Geology of the Aviat Kimberlites, Melville Peninsula, Nunavut Canada
Kimberlites of the Aviat cluster were first discovered on the Melville Peninsula, Nunavut, in 2002. The Aviat kimberlite cluster intruded into the Archean - Paleoproterozoic basement rocks of the northern Rae Craton at approximately 535Ma. The 10 kilometre by 3 kilometre kimberlite cluster comprises sheets and pipe-like bodies with variable styles of emplacement. Three kimberlite pipes have been identified along a four kilometre strike length, within and south of a NW-trending sinistral strike-slip regional fault zone. North of the fault zone, an eastern sheet complex comprises sets of stacked, subhorizontal to shallow-dipping hypabyssal kimberlite sheets which have been broadly delineated over a 10 km2 area. The eastern sheet complex forms a conical to radial pattern dipping inward toward the NW-trending fault system.

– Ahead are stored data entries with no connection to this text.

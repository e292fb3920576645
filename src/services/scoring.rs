// src/services/scoring.rs

//! Weighted-dimension scorer shared by both test families.

use std::collections::BTreeMap;

use crate::models::family::{Dimension, Family, WeightVector};

/// Totals per dimension and the dimension that wins.
#[derive(Debug, Clone, PartialEq, Eq)]
pub struct Score {
    pub dimension_totals: BTreeMap<Dimension, i64>,
    pub dominant: Dimension,
}

/// Sums the weight vectors componentwise over the family's dimensions and
/// picks the maximum.
///
/// Ties go to the dimension that comes first in [`Family::dimensions`]. With no
/// vectors at all every total is zero and the first dimension wins.
pub fn score<'a, I>(family: Family, vectors: I) -> Score
where
    I: IntoIterator<Item = &'a WeightVector>,
{
    let mut dimension_totals: BTreeMap<Dimension, i64> =
        family.dimensions().iter().map(|d| (*d, 0)).collect();

    for vector in vectors {
        for (dimension, total) in dimension_totals.iter_mut() {
            *total += i64::from(vector.get(*dimension));
        }
    }

    let mut dominant = family.dimensions()[0];
    let mut best = i64::MIN;
    for dimension in family.dimensions() {
        let total = dimension_totals[dimension];
        // Strictly greater: an equal later total never displaces an earlier one.
        if total > best {
            best = total;
            dominant = *dimension;
        }
    }

    Score {
        dimension_totals,
        dominant,
    }
}

/// Share of each dimension in percent, rounded to the nearest integer
/// (halves round up). All zeros when nothing was scored.
pub fn percentages(totals: &BTreeMap<Dimension, i64>) -> BTreeMap<Dimension, u32> {
    let sum: i64 = totals.values().sum();
    totals
        .iter()
        .map(|(dimension, total)| {
            let pct = if sum > 0 {
                ((*total as f64 / sum as f64) * 100.0).round() as u32
            } else {
                0
            };
            (*dimension, pct)
        })
        .collect()
}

The kimberlite sheets display variable thickness along dip, and thicken (to 7m) downdip toward the NW-trending fault system. Locally the sheets are planar features, however in a regional context variable attitudes indicate corrugations in the overall sheet geometry. The sheets are dominated by olivine macrocrystic phlogopite-carbonate hypabyssal kimberlite, with localized development of hypabyssal kimberlite breccia along the hanging wall contacts of thicker (>4m) sections. The three small pipe-like bodies (AV1, AV4, AV9) are infilled with similar lithologies, with textures ranging from hypabyssal kimberlite to tuffisitic kimberlite breccias and a spectrum of transitional textures between these end members. The AV267 portion of the eastern sheet complex returned a sample grade of 162 cpht from a 20.6 tonne sample collected in 2007, the AV1 pipe returned a grade of 88 cpht from 59.19 tonnes. Diamond endowment and characteristics do not display significant variation between the different textural end members within the pipe-like bodies, nor between the pipes and sheet occurrences.
The majority of the Aviat kimberlite bodies have been discovered while prospecting in the vicinity of anomalous till sample locations. Due to magnetically complicated bedrock responses the pipe-like bodies at Aviat are not obvious anomalies and exposed windows into the sheet complex are not apparent in the geophysical data. The eastern sheet complex bodies have no obvious correlation with local bedrock foliation, joint, or fault orientations.